HOW TO COMPLETE THIS TASK: Using the records below, copy every line that holds the string "Duration".

[Collected data entries]

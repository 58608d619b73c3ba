//! Message timeline for a single thread, as the client renders it.
//!
//! Rows arrive from three directions: optimistic local echoes created at
//! send time, pages fetched over HTTP, and live events from the WebSocket.
//! The same message routinely shows up twice because the send receipt and
//! the broadcast both carry it, so persisted rows are keyed by server id
//! and merged idempotently. Local echoes ride at the tail until they are
//! confirmed, and a failed echo stays visible until the user retries or
//! discards it.

use chrono::{DateTime, Utc};
use shared::{
    domain::{MessageId, ThreadId},
    protocol::{AttachmentDraft, MessagePayload, ServerEvent},
};

/// Where an optimistic send stands.
#[derive(Debug, Clone, Copy, PartialEq, Eq)]
pub enum SendStatus {
    Sending,
    Failed,
}

/// What the user asked to send, kept verbatim so a retry is identical.
#[derive(Debug, Clone)]
pub struct OutboundDraft {
    pub content: Option<String>,
    pub reply_to_message_id: Option<MessageId>,
    pub attachments: Vec<AttachmentDraft>,
}

/// One rendered slot: either a confirmed server row or a pending echo.
#[derive(Debug, Clone)]
pub enum TimelineEntry {
    Persisted(MessagePayload),
    Local {
        temp_id: u64,
        draft: OutboundDraft,
        status: SendStatus,
        queued_at: DateTime<Utc>,
    },
}

#[derive(Debug)]
struct PendingSend {
    temp_id: u64,
    draft: OutboundDraft,
    status: SendStatus,
    queued_at: DateTime<Utc>,
}

#[derive(Debug)]
pub struct Timeline {
    thread_id: ThreadId,
    /// Confirmed rows, oldest first, unique by message id.
    messages: Vec<MessagePayload>,
    /// Optimistic echoes in send order, rendered after the confirmed rows.
    pending: Vec<PendingSend>,
    next_temp_id: u64,
    has_more: bool,
}

impl Timeline {
    pub fn new(thread_id: ThreadId) -> Self {
        Self {
            thread_id,
            messages: Vec::new(),
            pending: Vec::new(),
            next_temp_id: 1,
            has_more: false,
        }
    }

    pub fn thread_id(&self) -> ThreadId {
        self.thread_id
    }

    /// Whether older history exists beyond the oldest loaded row.
    pub fn has_more(&self) -> bool {
        self.has_more
    }

    /// Registers an optimistic echo and returns its temp id.
    pub fn begin_send(&mut self, draft: OutboundDraft) -> u64 {
        let temp_id = self.next_temp_id;
        self.next_temp_id += 1;
        self.pending.push(PendingSend {
            temp_id,
            draft,
            status: SendStatus::Sending,
            queued_at: Utc::now(),
        });
        temp_id
    }

    /// Swaps an echo for the server row from its receipt.
    pub fn confirm_send(&mut self, temp_id: u64, message: MessagePayload) {
        self.pending.retain(|pending| pending.temp_id != temp_id);
        self.upsert(message);
    }

    /// Parks an echo as failed. It stays on screen until retried or
    /// discarded.
    pub fn fail_send(&mut self, temp_id: u64) {
        if let Some(pending) = self
            .pending
            .iter_mut()
            .find(|pending| pending.temp_id == temp_id)
        {
            pending.status = SendStatus::Failed;
        }
    }

    /// Removes a failed echo and hands back its draft for a retry. Echoes
    /// still in flight are left alone.
    pub fn take_failed(&mut self, temp_id: u64) -> Option<OutboundDraft> {
        let at = self.pending.iter().position(|pending| {
            pending.temp_id == temp_id && pending.status == SendStatus::Failed
        })?;
        Some(self.pending.remove(at).draft)
    }

    /// Folds one pushed event in. Returns whether anything changed, so the
    /// caller knows whether to refresh. Events for other threads are
    /// ignored.
    pub fn apply_event(&mut self, event: &ServerEvent) -> bool {
        match event {
            ServerEvent::MessageReceived { message } if message.thread_id == self.thread_id => {
                self.upsert(message.clone());
                true
            }
            // An edit for a row outside the loaded window is dropped; it
            // arrives with its page when the user scrolls back.
            ServerEvent::MessageEdited { message } if message.thread_id == self.thread_id => {
                match self.slot_of(message.message_id) {
                    Some(slot) => {
                        self.messages[slot] = message.clone();
                        true
                    }
                    None => false,
                }
            }
            ServerEvent::MessageDeleted {
                thread_id,
                message_id,
            } if *thread_id == self.thread_id => match self.slot_of(*message_id) {
                Some(slot) => {
                    let row = &mut self.messages[slot];
                    row.is_deleted = true;
                    row.content = None;
                    true
                }
                None => false,
            },
            _ => false,
        }
    }

    /// Merges one fetched page. Pages walk backwards from the newest row,
    /// so the page's `has_more` always describes the timeline's oldest
    /// frontier.
    pub fn merge_page(&mut self, page: &[MessagePayload], has_more: bool) {
        for message in page {
            if message.thread_id == self.thread_id {
                self.upsert(message.clone());
            }
        }
        self.has_more = has_more;
    }

    /// Drops a row outright. Used for local-only hides, which never get a
    /// server event.
    pub fn remove(&mut self, message_id: MessageId) -> bool {
        let before = self.messages.len();
        self.messages.retain(|message| message.message_id != message_id);
        self.messages.len() != before
    }

    pub fn newest_message_id(&self) -> Option<MessageId> {
        self.messages.last().map(|message| message.message_id)
    }

    /// Cloned view for rendering: confirmed rows oldest first, then the
    /// pending echoes in send order.
    pub fn entries(&self) -> Vec<TimelineEntry> {
        let mut entries: Vec<TimelineEntry> = self
            .messages
            .iter()
            .cloned()
            .map(TimelineEntry::Persisted)
            .collect();
        entries.extend(self.pending.iter().map(|pending| TimelineEntry::Local {
            temp_id: pending.temp_id,
            draft: pending.draft.clone(),
            status: pending.status,
            queued_at: pending.queued_at,
        }));
        entries
    }

    fn slot_of(&self, message_id: MessageId) -> Option<usize> {
        self.messages
            .iter()
            .position(|message| message.message_id == message_id)
    }

    fn upsert(&mut self, message: MessagePayload) {
        if let Some(slot) = self.slot_of(message.message_id) {
            self.messages[slot] = message;
            return;
        }
        let key = sort_key(&message);
        let at = self.messages.partition_point(|row| sort_key(row) <= key);
        self.messages.insert(at, message);
    }
}

fn sort_key(message: &MessagePayload) -> (DateTime<Utc>, i64) {
    (message.created_at, message.message_id.0)
}

#[cfg(test)]
#[path = "tests/timeline_tests.rs"]
mod tests;
use crate::data::file::FileKeyValueStore;
use crate::data::memory::InMemoryKeyValueStore;
use crate::domain::repository::KeyValueStore;
use std::path::PathBuf;
use std::sync::Arc;
use std::time::Duration;
use tracing::{info, warn};

pub const STORE_DIR_VAR: &str = "INSIGHT_STORE_DIR";
pub const SEARCH_DEBOUNCE_VAR: &str = "INSIGHT_SEARCH_DEBOUNCE_MS";
pub const DEFAULT_SEARCH_DEBOUNCE_MS: u64 = 300;

#[derive(Debug, Clone, PartialEq, Eq)]
pub struct AppConfig {
    /// Profile directory for the file-backed store; `None` keeps everything in memory.
    pub store_dir: Option<PathBuf>,
    pub search_debounce: Duration,
}

impl Default for AppConfig {
    fn default() -> Self {
        Self {
            store_dir: None,
            search_debounce: Duration::from_millis(DEFAULT_SEARCH_DEBOUNCE_MS),
        }
    }
}

impl AppConfig {
    /// Loads `.env` if present, then reads the process environment.
    pub fn from_env() -> Self {
        if let Ok(path) = dotenv::dotenv() {
            info!(path = %path.display(), "Loaded .env file");
        }
        Self::from_lookup(|key| std::env::var(key).ok())
    }

    pub fn from_lookup<F>(lookup: F) -> Self
    where
        F: Fn(&str) -> Option<String>,
    {
        let store_dir = lookup(STORE_DIR_VAR)
            .map(|v| v.trim().to_string())
            .filter(|v| !v.is_empty())
            .map(PathBuf::from);

        let debounce_ms = match lookup(SEARCH_DEBOUNCE_VAR) {
            Some(raw) => raw.trim().parse::<u64>().unwrap_or_else(|e| {
                warn!(
                    value = %raw,
                    error = %e,
                    default = DEFAULT_SEARCH_DEBOUNCE_MS,
                    "Invalid {SEARCH_DEBOUNCE_VAR}, using default"
                );
                DEFAULT_SEARCH_DEBOUNCE_MS
            }),
            None => DEFAULT_SEARCH_DEBOUNCE_MS,
        };

        let config = Self {
            store_dir,
            search_debounce: Duration::from_millis(debounce_ms),
        };
        info!(
            store_dir = ?config.store_dir,
            search_debounce_ms = debounce_ms,
            "Configuration loaded"
        );
        config
    }

    /// Builds the key-value backend this configuration names.
    pub fn open_store(&self) -> Arc<dyn KeyValueStore> {
        match &self.store_dir {
            Some(dir) => {
                info!(dir = %dir.display(), "Using file-backed store");
                Arc::new(FileKeyValueStore::new(dir.clone()))
            }
            None => {
                info!("Using in-memory store");
                Arc::new(InMemoryKeyValueStore::new())
            }
        }
    }
}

SOLVED PROBLEM:
use std::time::Duration;
    pub search_debounce: Duration,
            search_debounce: Duration::from_millis(DEFAULT_SEARCH_DEBOUNCE_MS),
            search_debounce: Duration::from_millis(debounce_ms),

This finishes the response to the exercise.